- **WHAT NEEDS TO BE DONE**:
What lines in the entries hold the string "records"? List them.

Dataset entries
-- Opening Marker --
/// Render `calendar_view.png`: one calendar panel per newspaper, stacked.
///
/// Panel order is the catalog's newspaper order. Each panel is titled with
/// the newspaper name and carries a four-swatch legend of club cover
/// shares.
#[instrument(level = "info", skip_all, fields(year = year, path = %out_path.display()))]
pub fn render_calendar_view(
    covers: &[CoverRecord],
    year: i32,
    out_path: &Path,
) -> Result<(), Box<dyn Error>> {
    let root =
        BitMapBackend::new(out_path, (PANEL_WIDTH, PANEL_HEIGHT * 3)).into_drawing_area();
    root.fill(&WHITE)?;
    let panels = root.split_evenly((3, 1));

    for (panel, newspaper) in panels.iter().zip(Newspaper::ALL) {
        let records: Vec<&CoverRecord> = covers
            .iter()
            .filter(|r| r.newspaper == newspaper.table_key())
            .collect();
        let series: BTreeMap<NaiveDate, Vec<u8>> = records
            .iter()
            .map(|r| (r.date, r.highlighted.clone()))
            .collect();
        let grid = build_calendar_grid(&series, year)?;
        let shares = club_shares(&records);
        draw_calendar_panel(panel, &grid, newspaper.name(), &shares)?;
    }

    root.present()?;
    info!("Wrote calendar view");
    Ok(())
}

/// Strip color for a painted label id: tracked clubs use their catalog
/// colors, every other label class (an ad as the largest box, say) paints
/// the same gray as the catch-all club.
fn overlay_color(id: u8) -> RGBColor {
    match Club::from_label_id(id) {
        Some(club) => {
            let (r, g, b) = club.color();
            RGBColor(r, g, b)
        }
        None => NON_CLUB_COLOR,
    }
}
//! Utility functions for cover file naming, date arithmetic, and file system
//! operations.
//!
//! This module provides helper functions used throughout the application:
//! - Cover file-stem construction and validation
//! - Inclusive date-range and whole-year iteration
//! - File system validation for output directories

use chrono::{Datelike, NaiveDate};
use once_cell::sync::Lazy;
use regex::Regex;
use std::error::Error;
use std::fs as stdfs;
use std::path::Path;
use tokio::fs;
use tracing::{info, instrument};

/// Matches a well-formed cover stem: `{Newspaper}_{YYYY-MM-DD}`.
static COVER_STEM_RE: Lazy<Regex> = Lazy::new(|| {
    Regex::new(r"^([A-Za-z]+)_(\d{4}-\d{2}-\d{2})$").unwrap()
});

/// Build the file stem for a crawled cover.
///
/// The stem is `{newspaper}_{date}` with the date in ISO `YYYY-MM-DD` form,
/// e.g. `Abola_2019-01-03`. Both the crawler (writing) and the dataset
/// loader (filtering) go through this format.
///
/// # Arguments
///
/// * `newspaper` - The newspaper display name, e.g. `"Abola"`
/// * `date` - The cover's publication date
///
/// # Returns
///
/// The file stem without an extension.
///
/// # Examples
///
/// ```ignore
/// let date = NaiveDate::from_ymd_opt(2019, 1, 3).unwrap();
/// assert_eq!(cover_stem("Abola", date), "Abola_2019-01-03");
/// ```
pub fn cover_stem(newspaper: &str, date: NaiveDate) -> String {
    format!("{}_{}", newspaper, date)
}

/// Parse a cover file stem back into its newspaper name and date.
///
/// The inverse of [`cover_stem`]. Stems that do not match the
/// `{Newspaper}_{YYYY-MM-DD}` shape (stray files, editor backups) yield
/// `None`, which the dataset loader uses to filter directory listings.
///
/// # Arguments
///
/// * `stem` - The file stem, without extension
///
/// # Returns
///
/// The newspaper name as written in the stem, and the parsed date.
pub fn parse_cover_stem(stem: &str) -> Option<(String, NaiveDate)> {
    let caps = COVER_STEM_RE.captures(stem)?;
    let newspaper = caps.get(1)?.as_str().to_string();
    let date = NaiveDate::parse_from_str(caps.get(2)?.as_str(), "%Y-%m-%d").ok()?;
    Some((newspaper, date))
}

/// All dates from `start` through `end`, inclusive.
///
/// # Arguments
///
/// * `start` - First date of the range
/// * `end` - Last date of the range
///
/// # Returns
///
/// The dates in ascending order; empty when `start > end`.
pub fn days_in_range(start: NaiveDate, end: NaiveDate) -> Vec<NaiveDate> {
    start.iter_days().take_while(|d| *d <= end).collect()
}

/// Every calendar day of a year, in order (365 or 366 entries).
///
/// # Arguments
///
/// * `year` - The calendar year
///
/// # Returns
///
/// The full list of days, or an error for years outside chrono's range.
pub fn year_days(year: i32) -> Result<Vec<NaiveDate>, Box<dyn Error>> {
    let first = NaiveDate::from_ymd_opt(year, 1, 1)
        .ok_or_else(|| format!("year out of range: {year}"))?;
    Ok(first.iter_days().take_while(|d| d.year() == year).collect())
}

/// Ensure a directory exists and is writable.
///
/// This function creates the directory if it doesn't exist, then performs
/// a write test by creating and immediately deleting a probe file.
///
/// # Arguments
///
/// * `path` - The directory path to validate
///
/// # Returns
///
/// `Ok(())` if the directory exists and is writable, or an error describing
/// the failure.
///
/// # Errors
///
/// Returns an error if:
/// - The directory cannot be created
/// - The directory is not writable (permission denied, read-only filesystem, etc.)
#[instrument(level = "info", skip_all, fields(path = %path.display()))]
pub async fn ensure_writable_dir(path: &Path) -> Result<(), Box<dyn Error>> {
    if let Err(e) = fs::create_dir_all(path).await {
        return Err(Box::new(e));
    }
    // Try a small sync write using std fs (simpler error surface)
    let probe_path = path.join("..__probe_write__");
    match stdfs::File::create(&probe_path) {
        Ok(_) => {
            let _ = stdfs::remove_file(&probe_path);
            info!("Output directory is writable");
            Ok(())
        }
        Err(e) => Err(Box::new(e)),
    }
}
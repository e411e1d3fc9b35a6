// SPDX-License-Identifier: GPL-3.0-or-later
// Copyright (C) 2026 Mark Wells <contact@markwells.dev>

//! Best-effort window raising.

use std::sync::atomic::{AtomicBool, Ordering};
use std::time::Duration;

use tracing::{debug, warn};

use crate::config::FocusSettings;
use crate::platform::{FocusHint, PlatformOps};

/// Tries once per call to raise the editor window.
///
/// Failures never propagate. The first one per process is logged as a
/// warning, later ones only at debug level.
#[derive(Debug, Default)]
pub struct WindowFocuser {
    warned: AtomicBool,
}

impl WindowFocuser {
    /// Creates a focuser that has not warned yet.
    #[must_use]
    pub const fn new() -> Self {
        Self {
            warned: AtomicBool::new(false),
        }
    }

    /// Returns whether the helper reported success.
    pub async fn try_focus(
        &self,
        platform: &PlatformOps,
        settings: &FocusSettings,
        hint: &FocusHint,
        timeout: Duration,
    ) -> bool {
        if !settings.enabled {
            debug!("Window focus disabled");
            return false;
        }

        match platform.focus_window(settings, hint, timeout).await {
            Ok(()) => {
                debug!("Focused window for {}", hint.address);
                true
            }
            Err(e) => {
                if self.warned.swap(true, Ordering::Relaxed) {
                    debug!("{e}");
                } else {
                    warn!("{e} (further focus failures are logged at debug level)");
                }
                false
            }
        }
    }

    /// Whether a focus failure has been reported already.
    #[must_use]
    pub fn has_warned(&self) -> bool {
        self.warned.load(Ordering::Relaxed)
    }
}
-- Closing Marker --
- **EXERCISE RESULT**:
        let records: Vec<&CoverRecord> = covers
        let series: BTreeMap<NaiveDate, Vec<u8>> = records
        let shares = club_shares(&records);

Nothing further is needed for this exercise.